There is a trading of glances as the dishwasher finally exits—twenty-some-odd people looking around and shrugging. They’re glad to see him go. He was always muttering to himself. Always squirrelling away the uneaten remains of chef’s special cheese plates in cabinets. Forgotten melting molars of Champagne Gouda, Stinking Bishop, and Limburger cheese had been discovered in to-go containers more than once.

“Raw oyster with pomegranate-vinegar mignonette,” the chef says as if not noticing the dishwasher’s exit. She picks up an oyster, and slurps it, the taste of which sending one wet eyeball flickering up into her brain.

The yellowish white of this eyeball triggers something in the fry cook, and he yearns to pluck it. To swish the briny eye inside his mouth forever, and ever. Amen. If only my arms were nine-feet longer, he thinks.

Then the chef concludes the dinner specials by palming a honeyed yam into her mouth, and rolls off toward her tiny office, clacking across the greasy tile floor while the manager claps his hands, saying, “Hep, hep, hep,” to the staff. The surgical incision begins bleeding down her swollen calve as she squeezes into her office. She doesn’t notice, however. There’s a new dessert special—a flourless chocolate cake with undisclosed ingredients—cellophaned on the desk. After closing the door, she quickly unwraps it, stuffs an entire slice into her mouth. Then she stuffs in another, the taste of which sending the one wet eyeball back into her brain again.

In the alleyway, the dishwasher mutters, kicks an empty Mountain Dew bottle and sends it skittering off on the axis of its head. I wasn’t laughing at the chef at all, he tells himself. I was only practicing a laugh I laughed earlier and felt bad about.

During prep, the fry cook had told him a story about breaking a little girl’s skull on the school bus. Back in grade school. “I pushed her so lightly. It was an accident,” he said. But then the fry cook laughed about it, and the laugh startled the dishwasher, causing him to laugh too.

“I didn’t mean it,” the dishwasher says, now crossing a small park featuring an oxidized statue of Moses parting the sea with his special powers. Not to mention, his special friend is going to be righteously pissed about his losing another job. And the no cheese plate. So, he begins excavating possible excuses from his mind to tell her.

However, after a while, these scenarios begin branching off into others and a far-off look creeps into the dishwasher’s eyes. “Special! Special! Special!” he repeats.

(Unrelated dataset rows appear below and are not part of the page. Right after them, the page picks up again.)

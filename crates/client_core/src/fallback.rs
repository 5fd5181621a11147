use std::future::Future;

use futures::future::BoxFuture;
use tracing::{info, warn};

use crate::error::{ClientError, ClientResult};

type StrategyFn<'a, T> = Box<dyn FnOnce() -> BoxFuture<'a, ClientResult<T>> + Send + 'a>;

struct Strategy<'a, T> {
    label: String,
    run: StrategyFn<'a, T>,
}

#[derive(Debug)]
pub struct AttemptFailure {
    pub strategy: String,
    pub error: ClientError,
}

#[derive(Debug)]
pub struct FallbackSuccess<T> {
    pub value: T,
    pub strategy: String,
    /// Failures of the strategies tried before the winning one, in order.
    pub failures: Vec<AttemptFailure>,
}

pub struct FallbackChain<'a, T> {
    action: String,
    strategies: Vec<Strategy<'a, T>>,
}

impl<'a, T: Send + 'a> FallbackChain<'a, T> {
    pub fn new(action: impl Into<String>) -> Self {
        Self {
            action: action.into(),
            strategies: Vec::new(),
        }
    }

    pub fn then<F, Fut>(mut self, label: impl Into<String>, strategy: F) -> Self
    where
        F: FnOnce() -> Fut + Send + 'a,
        Fut: Future<Output = ClientResult<T>> + Send + 'a,
    {
        self.strategies.push(Strategy {
            label: label.into(),
            run: Box::new(move || Box::pin(strategy())),
        });
        self
    }

    pub fn len(&self) -> usize {
        self.strategies.len()
    }

    pub fn is_empty(&self) -> bool {
        self.strategies.is_empty()
    }

    pub async fn execute(self) -> ClientResult<FallbackSuccess<T>> {
        let action = self.action;
        let attempts = self.strategies.len();
        let mut failures: Vec<AttemptFailure> = Vec::new();

        for (index, strategy) in self.strategies.into_iter().enumerate() {
            match (strategy.run)().await {
                Ok(value) => {
                    if !failures.is_empty() {
                        info!(
                            action = %action,
                            strategy = %strategy.label,
                            attempt = index + 1,
                            "fallback: recovered via alternate strategy"
                        );
                    }
                    return Ok(FallbackSuccess {
                        value,
                        strategy: strategy.label,
                        failures,
                    });
                }
                Err(error) => {
                    warn!(
                        action = %action,
                        strategy = %strategy.label,
                        attempt = index + 1,
                        max_attempts = attempts,
                        error = %error,
                        "fallback: strategy failed"
                    );
                    failures.push(AttemptFailure {
                        strategy: strategy.label,
                        error,
                    });
                }
            }
        }

        let Some(last) = failures.pop() else {
            return Err(ClientError::validation(format!(
                "no strategies configured for '{action}'"
            )));
        };
        warn!(action = %action, attempts, "fallback: all strategies exhausted");
        Err(ClientError::AllFallbacksExhausted {
            action,
            attempts,
            last: Box::new(last.error),
        })
    }
}

#[cfg(test)]
#[path = "tests/fallback_tests.rs"]
mod tests;
//! Durable key/value storage for client-side state.

use anyhow::{Context, Result};
use async_trait::async_trait;
use sqlx::{
    sqlite::{SqliteConnectOptions, SqlitePoolOptions},
    Pool, Row, Sqlite,
};
use std::{
    collections::HashMap,
    fs,
    path::{Path, PathBuf},
    str::FromStr,
    sync::Mutex,
};
use tracing::debug;

#[async_trait]
pub trait KeyValueStore: Send + Sync {
    async fn get(&self, key: &str) -> Result<Option<String>>;
    async fn set(&self, key: &str, value: &str) -> Result<()>;
    async fn remove(&self, key: &str) -> Result<()>;

    /// Writes every pair or none of them.
    async fn set_many(&self, entries: &[(&str, String)]) -> Result<()> {
        for (key, value) in entries {
            self.set(key, value).await?;
        }
        Ok(())
    }
}

#[derive(Clone)]
pub struct Storage {
    pool: Pool<Sqlite>,
}

impl Storage {
    pub async fn new(database_url: &str) -> Result<Self> {
        ensure_sqlite_parent_dir_exists(database_url)?;

        let connect_options = SqliteConnectOptions::from_str(database_url)
            .with_context(|| format!("invalid sqlite url '{database_url}'"))?
            .create_if_missing(true);
        // An in-memory database only lives as long as its connection.
        let max_connections = if database_url.starts_with("sqlite::memory:") {
            1
        } else {
            5
        };
        let pool = SqlitePoolOptions::new()
            .max_connections(max_connections)
            .connect_with(connect_options)
            .await
            .with_context(|| format!("failed to open sqlite database '{database_url}'"))?;
        let storage = Self { pool };
        storage.ensure_local_values_table().await?;
        Ok(storage)
    }

    pub fn pool(&self) -> &Pool<Sqlite> {
        &self.pool
    }

    pub async fn health_check(&self) -> Result<()> {
        let _: i64 = sqlx::query_scalar("SELECT 1")
            .fetch_one(&self.pool)
            .await
            .context("sqlite ping failed")?;
        Ok(())
    }

    async fn ensure_local_values_table(&self) -> Result<()> {
        sqlx::query(
            r#"
            CREATE TABLE IF NOT EXISTS local_values (
                key        TEXT PRIMARY KEY NOT NULL,
                value      TEXT NOT NULL,
                updated_at TEXT NOT NULL DEFAULT CURRENT_TIMESTAMP
            )
            "#,
        )
        .execute(&self.pool)
        .await
        .context("failed to ensure local_values table exists")?;
        Ok(())
    }

    pub async fn keys(&self) -> Result<Vec<String>> {
        let rows = sqlx::query("SELECT key FROM local_values ORDER BY key")
            .fetch_all(&self.pool)
            .await?;
        Ok(rows.into_iter().map(|r| r.get::<String, _>(0)).collect())
    }
}

#[async_trait]
impl KeyValueStore for Storage {
    async fn get(&self, key: &str) -> Result<Option<String>> {
        let row = sqlx::query("SELECT value FROM local_values WHERE key = ?")
            .bind(key)
            .fetch_optional(&self.pool)
            .await
            .with_context(|| format!("failed to read local value '{key}'"))?;
        Ok(row.map(|r| r.get::<String, _>(0)))
    }

    async fn set(&self, key: &str, value: &str) -> Result<()> {
        sqlx::query(
            "INSERT INTO local_values (key, value, updated_at) VALUES (?, ?, CURRENT_TIMESTAMP)
             ON CONFLICT(key) DO UPDATE SET value=excluded.value, updated_at=excluded.updated_at",
        )
        .bind(key)
        .bind(value)
        .execute(&self.pool)
        .await
        .with_context(|| format!("failed to write local value '{key}'"))?;
        debug!(key, bytes = value.len(), "storage: local value written");
        Ok(())
    }

    async fn remove(&self, key: &str) -> Result<()> {
        sqlx::query("DELETE FROM local_values WHERE key = ?")
            .bind(key)
            .execute(&self.pool)
            .await
            .with_context(|| format!("failed to remove local value '{key}'"))?;
        Ok(())
    }

    async fn set_many(&self, entries: &[(&str, String)]) -> Result<()> {
        let mut tx = self.pool.begin().await?;
        for (key, value) in entries {
            sqlx::query(
                "INSERT INTO local_values (key, value, updated_at) VALUES (?, ?, CURRENT_TIMESTAMP)
                 ON CONFLICT(key) DO UPDATE SET value=excluded.value, updated_at=excluded.updated_at",
            )
            .bind(*key)
            .bind(value.as_str())
            .execute(&mut *tx)
            .await
            .with_context(|| format!("failed to write local value '{key}'"))?;
        }
        tx.commit()
            .await
            .context("failed to commit local value batch")?;
        Ok(())
    }
}

#[derive(Default)]
pub struct MemoryStore {
    values: Mutex<HashMap<String, String>>,
}

impl MemoryStore {
    pub fn new() -> Self {
        Self::default()
    }

    fn lock(&self) -> Result<std::sync::MutexGuard<'_, HashMap<String, String>>> {
        self.values
            .lock()
            .map_err(|_| anyhow::anyhow!("memory store mutex poisoned"))
    }
}

#[async_trait]
impl KeyValueStore for MemoryStore {
    async fn get(&self, key: &str) -> Result<Option<String>> {
        Ok(self.lock()?.get(key).cloned())
    }

    async fn set(&self, key: &str, value: &str) -> Result<()> {
        self.lock()?.insert(key.to_string(), value.to_string());
        Ok(())
    }

    async fn remove(&self, key: &str) -> Result<()> {
        self.lock()?.remove(key);
        Ok(())
    }

    async fn set_many(&self, entries: &[(&str, String)]) -> Result<()> {
        let mut guard = self.lock()?;
        for (key, value) in entries {
            guard.insert((*key).to_string(), value.clone());
        }
        Ok(())
    }
}

fn ensure_sqlite_parent_dir_exists(database_url: &str) -> Result<()> {
    let Some(path) = sqlite_path(database_url) else {
        return Ok(());
    };

    let Some(parent) = path.parent() else {
        return Ok(());
    };

    fs::create_dir_all(parent).with_context(|| {
        format!(
            "failed to create parent directory '{}' for database url '{database_url}'",
            parent.display()
        )
    })?;

    Ok(())
}

fn sqlite_path(database_url: &str) -> Option<PathBuf> {
    if database_url.starts_with("sqlite::memory:") || !database_url.starts_with("sqlite:") {
        return None;
    }

    let path = database_url
        .trim_start_matches("sqlite://")
        .trim_start_matches("sqlite:")
        .split('?')
        .next()
        .unwrap_or_default();

    if path.is_empty() {
        return None;
    }

    Some(Path::new(path).to_path_buf())
}

#[cfg(test)]
#[path = "tests/lib_tests.rs"]
mod tests;
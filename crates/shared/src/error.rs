use serde::{Deserialize, Serialize};

#[derive(Debug, Clone, Copy, PartialEq, Eq, Serialize, Deserialize)]
#[serde(rename_all = "snake_case")]
pub enum RejectionCode {
    Unauthorized,
    Forbidden,
    NotFound,
    Validation,
    Conflict,
    RateLimited,
    Internal,
    Other,
}

impl RejectionCode {
    pub fn from_status(status: u16) -> Self {
        match status {
            400 | 422 => RejectionCode::Validation,
            401 => RejectionCode::Unauthorized,
            403 => RejectionCode::Forbidden,
            404 => RejectionCode::NotFound,
            409 => RejectionCode::Conflict,
            429 => RejectionCode::RateLimited,
            500..=599 => RejectionCode::Internal,
            _ => RejectionCode::Other,
        }
    }
}

/// Error body returned by the backend on non-2xx responses.
///
/// Every field is optional; the backend is not consistent about which one it
/// fills in.
#[derive(Debug, Clone, Default, Serialize, Deserialize)]
pub struct ApiErrorBody {
    #[serde(default)]
    pub message: Option<String>,
    #[serde(default)]
    pub error: Option<String>,
    #[serde(default)]
    pub status: Option<u16>,
}

impl ApiErrorBody {
    pub fn new(message: impl Into<String>) -> Self {
        Self {
            message: Some(message.into()),
            error: None,
            status: None,
        }
    }

    /// Best human-readable message, or `fallback` when the body carried none.
    pub fn message_or(&self, fallback: &str) -> String {
        self.message
            .as_deref()
            .or(self.error.as_deref())
            .map(str::trim)
            .filter(|m| !m.is_empty())
            .unwrap_or(fallback)
            .to_string()
    }
}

A dog-walker overhears this, where she is crouched behind a bush, poking through her French Bulldog’s still-warm shit to see if he passed a used-condom he ate that morning out of the trash. She can’t make out exactly what he’s shouting but feels threatened. She has watched enough episodes of Law and Order SVU to know. She picks up her cell phone, calls the cops. “There’s a lunatic in the park. Hurry.”

The policeman who drives along the edge of the park, looking for the dishwasher, is fresh out of the academy and hasn’t gotten many calls. Already adrenaline revs in his veins. After a few laps, the policeman finally spots the perp—a skinny man in an apron gesturing wildly at a statue of Moses—and aims the spotlight at him. “Hey! Stop that!”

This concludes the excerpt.